Why Is Elagolix Drug Prescribed for Endometriosis?

It decreases the status of particular hormones like follicular stimulating and luteinizing hormones. This reduces the sex hormone estrogen and thus reduces the symptoms and manifestations of endometriosis.

What Should the Patient Discuss With a Doctor Before Beginning Elagolix Therapy?

  • Discuss with a doctor in case of pregnancy or planning to get pregnant, as it causes severe side effects in early pregnancy.

  • If the patient has any history of bone loss disorders.

  • If the patient has any depression, suicidal tendencies, or mood swings.

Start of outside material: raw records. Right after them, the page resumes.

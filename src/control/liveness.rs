//! End-to-end liveness probe.
//!
//! Each attempt connects, subscribes to a fresh reply subject, publishes a
//! ping to `agent.<id>` and waits for `{"value":"pong"}`. Failed attempts
//! are retried at a fixed interval until the observation window closes; an
//! attempt still in flight when the window closes is abandoned.

use std::future::Future;
use std::time::{Duration, Instant};

use thiserror::Error;
use tracing::{debug, info};
use uuid::Uuid;

use super::BusError;
use super::bus::MessageBus;
use super::protocol::{Request, agent_subject};
use super::tcp::TcpBus;

/// The only reply accepted as proof of life, byte for byte.
pub const PONG_REPLY: &[u8] = br#"{"value":"pong"}"#;

/// Timing for [`LivenessCheck`].
#[derive(Clone, Copy, Debug, Eq, PartialEq)]
pub struct LivenessTiming {
    /// Overall observation window.
    pub window: Duration,
    /// Delay between attempts.
    pub interval: Duration,
    /// Wait for a reply within one attempt.
    pub reply_timeout: Duration,
}

impl Default for LivenessTiming {
    fn default() -> Self {
        Self {
            window: Duration::from_secs(30),
            interval: Duration::from_secs(1),
            reply_timeout: Duration::from_secs(5),
        }
    }
}

/// Successful probe outcome.
#[derive(Clone, Copy, Debug, Eq, PartialEq)]
pub struct LivenessReport {
    /// Attempts made, including the successful one.
    pub attempts: u32,
    /// Time from the first attempt to the pong.
    pub elapsed: Duration,
}

/// The agent did not answer within the window.
#[derive(Clone, Debug, Error, Eq, PartialEq)]
pub enum LivenessError {
    /// No attempt observed the expected reply.
    #[error("agent did not answer ping after {attempts} attempts: {last_observation}")]
    NoPong {
        /// Attempts made.
        attempts: u32,
        /// What the final attempt saw instead.
        last_observation: String,
    },
}

/// Probe that pings one agent over the control channel.
#[derive(Clone, Debug)]
pub struct LivenessCheck {
    agent_id: String,
    timing: LivenessTiming,
}

impl LivenessCheck {
    /// Creates a check for `agent_id`.
    #[must_use]
    pub fn new(agent_id: impl Into<String>, timing: LivenessTiming) -> Self {
        Self {
            agent_id: agent_id.into(),
            timing,
        }
    }

    /// Runs the check against the broker at `address`.
    ///
    /// # Errors
    ///
    /// Returns [`LivenessError::NoPong`] when the window elapses.
    pub async fn run_tcp(&self, address: &str) -> Result<LivenessReport, LivenessError> {
        self.run(|| TcpBus::connect(address)).await
    }

    /// Runs the check, opening a fresh connection through `connect` for
    /// every attempt.
    ///
    /// # Errors
    ///
    /// Returns [`LivenessError::NoPong`] when the window elapses.
    pub async fn run<B, C, Fut>(&self, connect: C) -> Result<LivenessReport, LivenessError>
    where
        B: MessageBus,
        C: Fn() -> Fut,
        Fut: Future<Output = Result<B, BusError>>,
    {
        let started = Instant::now();
        let mut attempts: u32 = 0;
        loop {
            attempts = attempts.saturating_add(1);
            let remaining = self.timing.window.saturating_sub(started.elapsed());
            let outcome = tokio::time::timeout(remaining, self.attempt(&connect))
                .await
                .unwrap_or_else(|_| {
                    Err(format!(
                        "attempt still pending when the {}ms window closed",
                        self.timing.window.as_millis()
                    ))
                });
            let observation = match outcome {
                Ok(()) => {
                    let elapsed = started.elapsed();
                    info!(agent_id = %self.agent_id, attempts, ?elapsed, "agent answered ping");
                    return Ok(LivenessReport { attempts, elapsed });
                }
                Err(observation) => observation,
            };
            debug!(attempt = attempts, %observation, "ping attempt failed");
            if started.elapsed().saturating_add(self.timing.interval) >= self.timing.window {
                return Err(LivenessError::NoPong {
                    attempts,
                    last_observation: observation,
                });
            }
            tokio::time::sleep(self.timing.interval).await;
        }
    }

    async fn attempt<B, C, Fut>(&self, connect: &C) -> Result<(), String>
    where
        B: MessageBus,
        C: Fn() -> Fut,
        Fut: Future<Output = Result<B, BusError>>,
    {
        let bus = connect().await.map_err(|err| err.to_string())?;
        let reply_to = format!("director.{}", Uuid::new_v4());
        let mut replies = bus
            .subscribe(&reply_to)
            .await
            .map_err(|err| err.to_string())?;
        let request = serde_json::to_vec(&Request::ping(reply_to.as_str()))
            .map_err(|err| err.to_string())?;
        bus.publish(&agent_subject(&self.agent_id), request)
            .await
            .map_err(|err| err.to_string())?;
        let reply = replies
            .next_timeout(self.timing.reply_timeout)
            .await
            .map_err(|err| err.to_string())?;
        if reply.payload == PONG_REPLY {
            Ok(())
        } else {
            Err(format!(
                "unexpected reply {}",
                String::from_utf8_lossy(&reply.payload)
            ))
        }
    }
}

#[cfg(test)]
mod tests {
    use std::sync::Arc;

    use super::*;
    use crate::control::bus::MemoryBus;
    use crate::control::handler::AgentHandler;
    use crate::control::listener::AgentListener;
    use crate::control::protocol::Response;

    fn fast() -> LivenessTiming {
        LivenessTiming {
            window: Duration::from_millis(300),
            interval: Duration::from_millis(20),
            reply_timeout: Duration::from_millis(50),
        }
    }

    #[tokio::test]
    async fn live_agent_answers_first_attempt() {
        let bus = Arc::new(MemoryBus::new());
        let listener = AgentListener::new("abc", Arc::new(AgentHandler));
        let subscription = listener
            .listen(bus.as_ref())
            .await
            .unwrap_or_else(|err| panic!("listen: {err}"));
        let serving = Arc::clone(&bus);
        let server = tokio::spawn(async move { listener.serve(serving.as_ref(), subscription).await });

        let shared = MemoryBus::clone(&bus);
        let report = LivenessCheck::new("abc", fast())
            .run(|| {
                let bus = shared.clone();
                async move { Ok::<_, BusError>(bus) }
            })
            .await
            .unwrap_or_else(|err| panic!("liveness: {err}"));
        server.abort();
        assert_eq!(report.attempts, 1);
    }

    #[tokio::test]
    async fn silent_agent_fails_after_window() {
        let shared = MemoryBus::new();
        let err = LivenessCheck::new("abc", fast())
            .run(|| {
                let bus = shared.clone();
                async move { Ok::<_, BusError>(bus) }
            })
            .await
            .expect_err("nobody answers");
        let LivenessError::NoPong { attempts, last_observation } = err;
        assert!(attempts > 1, "expected retries, got {attempts}");
        assert!(last_observation.contains("no message"), "{last_observation}");
    }

    #[tokio::test]
    async fn unreachable_broker_is_retried() {
        let err = LivenessCheck::new("abc", fast())
            .run(|| async {
                Err::<MemoryBus, _>(BusError::Connect {
                    address: String::from("127.0.0.1:1"),
                    message: String::from("refused"),
                })
            })
            .await
            .expect_err("broker is down");
        let LivenessError::NoPong { attempts, last_observation } = err;
        assert!(attempts > 1);
        assert!(last_observation.contains("127.0.0.1:1"));
    }

    #[tokio::test]
    async fn hung_connect_is_cut_off_at_window() {
        let timing = fast();
        let outcome = tokio::time::timeout(
            timing.window.saturating_add(Duration::from_millis(500)),
            LivenessCheck::new("abc", timing)
                .run(std::future::pending::<Result<MemoryBus, BusError>>),
        )
        .await
        .unwrap_or_else(|_| panic!("liveness outlived its window"));
        let LivenessError::NoPong { attempts, last_observation } =
            outcome.expect_err("connect never completes");
        assert_eq!(attempts, 1);
        assert!(last_observation.contains("300ms window"), "{last_observation}");
    }

    async fn answer_with(bus: MemoryBus, reply: &'static [u8]) -> tokio::task::JoinHandle<()> {
        let mut requests = bus
            .subscribe(&agent_subject("abc"))
            .await
            .unwrap_or_else(|err| panic!("subscribe: {err}"));
        tokio::spawn(async move {
            while let Some(message) = requests.next().await {
                let request: Request = serde_json::from_slice(&message.payload)
                    .unwrap_or_else(|err| panic!("request: {err}"));
                bus.publish(&request.reply_to, reply.to_vec())
                    .await
                    .unwrap_or_else(|err| panic!("reply: {err}"));
            }
        })
    }

    #[tokio::test]
    async fn reformatted_pong_is_not_accepted() {
        let shared = MemoryBus::new();
        let responder = answer_with(shared.clone(), br#"{ "value": "pong" }"#).await;

        let err = LivenessCheck::new("abc", fast())
            .run(|| {
                let bus = shared.clone();
                async move { Ok::<_, BusError>(bus) }
            })
            .await
            .expect_err("only the exact reply counts");
        responder.abort();
        let LivenessError::NoPong { last_observation, .. } = err;
        assert!(last_observation.contains("unexpected reply"), "{last_observation}");
    }

    #[tokio::test]
    async fn exact_pong_is_accepted() {
        let shared = MemoryBus::new();
        let responder = answer_with(shared.clone(), PONG_REPLY).await;

        let report = LivenessCheck::new("abc", fast())
            .run(|| {
                let bus = shared.clone();
                async move { Ok::<_, BusError>(bus) }
            })
            .await
            .unwrap_or_else(|err| panic!("liveness: {err}"));
        responder.abort();
        assert_eq!(report.attempts, 1);
    }

    #[test]
    fn agent_pong_serialises_to_the_accepted_reply() {
        let encoded =
            serde_json::to_vec(&Response::pong()).unwrap_or_else(|err| panic!("encode: {err}"));
        assert_eq!(encoded, PONG_REPLY);
    }
}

Use in Specific Populations

Pregnancy:

Elagolix is contraindicated in pregnancy as it can cause severe effects in pregnancy. It causes early pregnancy loss.

Lactation:

There is no report available on the presence of Elagolix or its metabolites in human milk, the results on the breastfed kid, or the consequences on milk production. The developmental and health advantages of breastfeeding should be assessed, along with the patient's clinical condition for Elagolix and any possible adverse impacts on the breastfed child from Elagolix.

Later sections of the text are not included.